*** Opening MATERIAL PROVIDED ***
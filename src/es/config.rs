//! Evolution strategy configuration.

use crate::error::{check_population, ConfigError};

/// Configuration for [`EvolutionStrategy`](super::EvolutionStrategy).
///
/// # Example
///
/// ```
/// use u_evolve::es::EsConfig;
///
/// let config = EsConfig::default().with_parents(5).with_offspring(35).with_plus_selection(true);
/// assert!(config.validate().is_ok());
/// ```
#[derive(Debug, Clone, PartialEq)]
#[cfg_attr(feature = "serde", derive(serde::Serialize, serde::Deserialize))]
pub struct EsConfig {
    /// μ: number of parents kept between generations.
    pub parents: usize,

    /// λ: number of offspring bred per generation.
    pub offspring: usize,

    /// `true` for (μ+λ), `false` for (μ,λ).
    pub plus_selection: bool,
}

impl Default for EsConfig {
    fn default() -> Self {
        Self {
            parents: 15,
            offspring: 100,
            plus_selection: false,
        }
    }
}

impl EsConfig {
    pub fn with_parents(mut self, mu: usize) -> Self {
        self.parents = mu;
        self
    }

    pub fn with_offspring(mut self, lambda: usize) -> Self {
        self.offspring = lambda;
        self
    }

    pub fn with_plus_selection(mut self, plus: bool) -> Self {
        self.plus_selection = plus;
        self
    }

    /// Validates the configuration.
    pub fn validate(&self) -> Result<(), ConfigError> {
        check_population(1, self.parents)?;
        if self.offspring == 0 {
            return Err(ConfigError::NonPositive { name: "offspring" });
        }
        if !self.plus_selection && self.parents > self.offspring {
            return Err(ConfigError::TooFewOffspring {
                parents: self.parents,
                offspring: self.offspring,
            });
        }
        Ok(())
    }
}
*** Closing MATERIAL PROVIDED ***
*** Opening MATERIAL PROVIDED ***
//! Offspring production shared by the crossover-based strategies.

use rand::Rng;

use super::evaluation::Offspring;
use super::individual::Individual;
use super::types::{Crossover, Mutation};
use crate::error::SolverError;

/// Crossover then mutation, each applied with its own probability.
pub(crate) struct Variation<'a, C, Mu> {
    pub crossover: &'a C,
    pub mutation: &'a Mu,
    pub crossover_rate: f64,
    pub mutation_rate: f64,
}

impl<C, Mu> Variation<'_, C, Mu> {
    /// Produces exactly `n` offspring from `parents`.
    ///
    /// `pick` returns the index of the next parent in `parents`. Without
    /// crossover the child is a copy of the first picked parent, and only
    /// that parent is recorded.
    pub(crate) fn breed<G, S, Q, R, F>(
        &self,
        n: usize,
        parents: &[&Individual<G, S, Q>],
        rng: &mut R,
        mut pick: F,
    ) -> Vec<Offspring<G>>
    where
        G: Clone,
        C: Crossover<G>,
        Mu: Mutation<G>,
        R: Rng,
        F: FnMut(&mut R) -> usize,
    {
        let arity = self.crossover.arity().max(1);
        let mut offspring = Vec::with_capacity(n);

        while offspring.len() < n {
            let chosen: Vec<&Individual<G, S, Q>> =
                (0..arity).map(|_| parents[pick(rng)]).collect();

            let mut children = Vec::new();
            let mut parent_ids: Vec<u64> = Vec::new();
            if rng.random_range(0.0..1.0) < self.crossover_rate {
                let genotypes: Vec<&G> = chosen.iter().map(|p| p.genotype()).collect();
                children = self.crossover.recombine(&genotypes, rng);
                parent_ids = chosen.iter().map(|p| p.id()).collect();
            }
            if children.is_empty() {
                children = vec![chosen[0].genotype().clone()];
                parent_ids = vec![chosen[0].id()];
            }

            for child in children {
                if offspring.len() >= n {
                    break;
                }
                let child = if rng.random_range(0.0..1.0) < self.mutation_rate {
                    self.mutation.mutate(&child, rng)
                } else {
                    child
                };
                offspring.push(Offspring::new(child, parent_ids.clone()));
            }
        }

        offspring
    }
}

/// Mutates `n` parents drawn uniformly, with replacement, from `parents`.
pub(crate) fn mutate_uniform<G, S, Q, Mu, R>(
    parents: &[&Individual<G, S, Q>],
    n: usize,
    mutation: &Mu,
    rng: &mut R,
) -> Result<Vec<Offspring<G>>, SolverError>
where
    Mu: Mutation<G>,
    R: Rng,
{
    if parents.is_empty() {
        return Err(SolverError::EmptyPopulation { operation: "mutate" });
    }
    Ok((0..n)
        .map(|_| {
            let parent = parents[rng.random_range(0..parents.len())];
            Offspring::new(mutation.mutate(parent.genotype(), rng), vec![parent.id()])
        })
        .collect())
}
*** Closing MATERIAL PROVIDED ***
*** Opening MATERIAL PROVIDED ***
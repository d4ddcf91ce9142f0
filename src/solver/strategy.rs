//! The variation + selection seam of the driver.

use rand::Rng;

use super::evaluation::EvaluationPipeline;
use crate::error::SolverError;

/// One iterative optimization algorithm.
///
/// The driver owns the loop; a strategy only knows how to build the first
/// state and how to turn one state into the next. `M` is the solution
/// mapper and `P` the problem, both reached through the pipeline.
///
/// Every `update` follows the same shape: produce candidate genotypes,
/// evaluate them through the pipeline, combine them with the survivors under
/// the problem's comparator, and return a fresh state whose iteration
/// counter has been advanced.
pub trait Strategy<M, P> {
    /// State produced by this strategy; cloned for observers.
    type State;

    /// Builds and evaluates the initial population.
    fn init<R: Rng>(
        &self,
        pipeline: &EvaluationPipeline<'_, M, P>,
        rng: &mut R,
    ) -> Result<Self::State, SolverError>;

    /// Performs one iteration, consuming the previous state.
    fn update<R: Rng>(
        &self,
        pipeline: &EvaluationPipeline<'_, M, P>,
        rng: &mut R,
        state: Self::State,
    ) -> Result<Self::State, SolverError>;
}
*** Closing MATERIAL PROVIDED ***
#### TASK PROMPT:
A single number is the answer here: the count of lines in the listing that hold the string "update".

#### PROBLEM SOLUTION:
2